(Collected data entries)
.....

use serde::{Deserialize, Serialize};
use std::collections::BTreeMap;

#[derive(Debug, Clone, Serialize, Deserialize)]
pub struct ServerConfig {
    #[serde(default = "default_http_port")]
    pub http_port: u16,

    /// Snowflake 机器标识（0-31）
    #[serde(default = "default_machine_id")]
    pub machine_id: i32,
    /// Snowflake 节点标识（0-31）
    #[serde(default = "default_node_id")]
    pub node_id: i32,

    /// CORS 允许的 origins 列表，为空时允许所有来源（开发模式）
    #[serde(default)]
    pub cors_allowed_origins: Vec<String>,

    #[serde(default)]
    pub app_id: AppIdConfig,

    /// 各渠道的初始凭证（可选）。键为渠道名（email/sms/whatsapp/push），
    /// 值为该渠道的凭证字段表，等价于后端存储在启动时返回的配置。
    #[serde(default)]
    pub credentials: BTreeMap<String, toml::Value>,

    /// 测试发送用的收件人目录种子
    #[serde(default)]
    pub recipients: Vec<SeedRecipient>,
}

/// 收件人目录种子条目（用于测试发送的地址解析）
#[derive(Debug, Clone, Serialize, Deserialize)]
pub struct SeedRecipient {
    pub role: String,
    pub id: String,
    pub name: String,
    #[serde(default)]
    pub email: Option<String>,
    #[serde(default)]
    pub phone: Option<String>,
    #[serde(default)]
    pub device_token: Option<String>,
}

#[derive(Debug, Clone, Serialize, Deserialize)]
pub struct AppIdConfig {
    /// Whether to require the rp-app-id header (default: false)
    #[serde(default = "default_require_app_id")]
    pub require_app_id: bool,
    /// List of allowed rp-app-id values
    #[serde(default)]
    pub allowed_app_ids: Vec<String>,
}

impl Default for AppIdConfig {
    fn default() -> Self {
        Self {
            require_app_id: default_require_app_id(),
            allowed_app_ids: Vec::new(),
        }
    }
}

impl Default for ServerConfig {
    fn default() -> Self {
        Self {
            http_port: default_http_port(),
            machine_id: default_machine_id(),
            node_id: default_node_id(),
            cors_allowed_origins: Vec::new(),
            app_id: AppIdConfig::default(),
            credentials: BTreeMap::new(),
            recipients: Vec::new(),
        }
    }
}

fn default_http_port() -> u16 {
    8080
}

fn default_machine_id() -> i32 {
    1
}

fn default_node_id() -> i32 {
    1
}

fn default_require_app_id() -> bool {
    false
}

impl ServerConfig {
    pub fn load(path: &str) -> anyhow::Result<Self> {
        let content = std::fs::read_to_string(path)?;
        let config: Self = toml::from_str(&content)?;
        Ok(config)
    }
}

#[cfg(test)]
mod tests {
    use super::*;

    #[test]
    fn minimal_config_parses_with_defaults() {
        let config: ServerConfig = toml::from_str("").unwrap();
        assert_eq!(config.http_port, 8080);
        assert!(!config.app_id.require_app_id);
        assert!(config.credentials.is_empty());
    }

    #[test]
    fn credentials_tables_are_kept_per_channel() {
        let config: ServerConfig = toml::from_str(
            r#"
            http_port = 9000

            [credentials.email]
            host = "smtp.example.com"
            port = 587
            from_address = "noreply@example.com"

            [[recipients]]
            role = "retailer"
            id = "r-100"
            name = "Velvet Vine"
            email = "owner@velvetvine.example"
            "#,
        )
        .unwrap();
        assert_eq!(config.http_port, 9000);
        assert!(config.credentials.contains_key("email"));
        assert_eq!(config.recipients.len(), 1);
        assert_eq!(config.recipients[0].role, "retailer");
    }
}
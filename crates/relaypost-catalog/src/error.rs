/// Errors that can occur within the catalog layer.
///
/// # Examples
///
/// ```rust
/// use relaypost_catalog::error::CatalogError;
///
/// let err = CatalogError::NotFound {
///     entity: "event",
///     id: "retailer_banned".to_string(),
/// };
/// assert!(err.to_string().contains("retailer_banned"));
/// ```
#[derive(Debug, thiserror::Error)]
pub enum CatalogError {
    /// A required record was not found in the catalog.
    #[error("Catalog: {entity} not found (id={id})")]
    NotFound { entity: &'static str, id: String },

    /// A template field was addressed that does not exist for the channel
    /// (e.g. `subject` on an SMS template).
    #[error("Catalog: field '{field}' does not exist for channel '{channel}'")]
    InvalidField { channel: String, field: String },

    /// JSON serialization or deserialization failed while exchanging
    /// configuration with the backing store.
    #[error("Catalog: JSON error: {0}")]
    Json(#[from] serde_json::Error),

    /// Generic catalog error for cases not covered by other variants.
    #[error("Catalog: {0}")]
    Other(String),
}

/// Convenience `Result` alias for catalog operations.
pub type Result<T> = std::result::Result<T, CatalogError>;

.....

Problem description :: The answer should be nothing but the number of lines in this data that include "entity".

Solved problem :: 3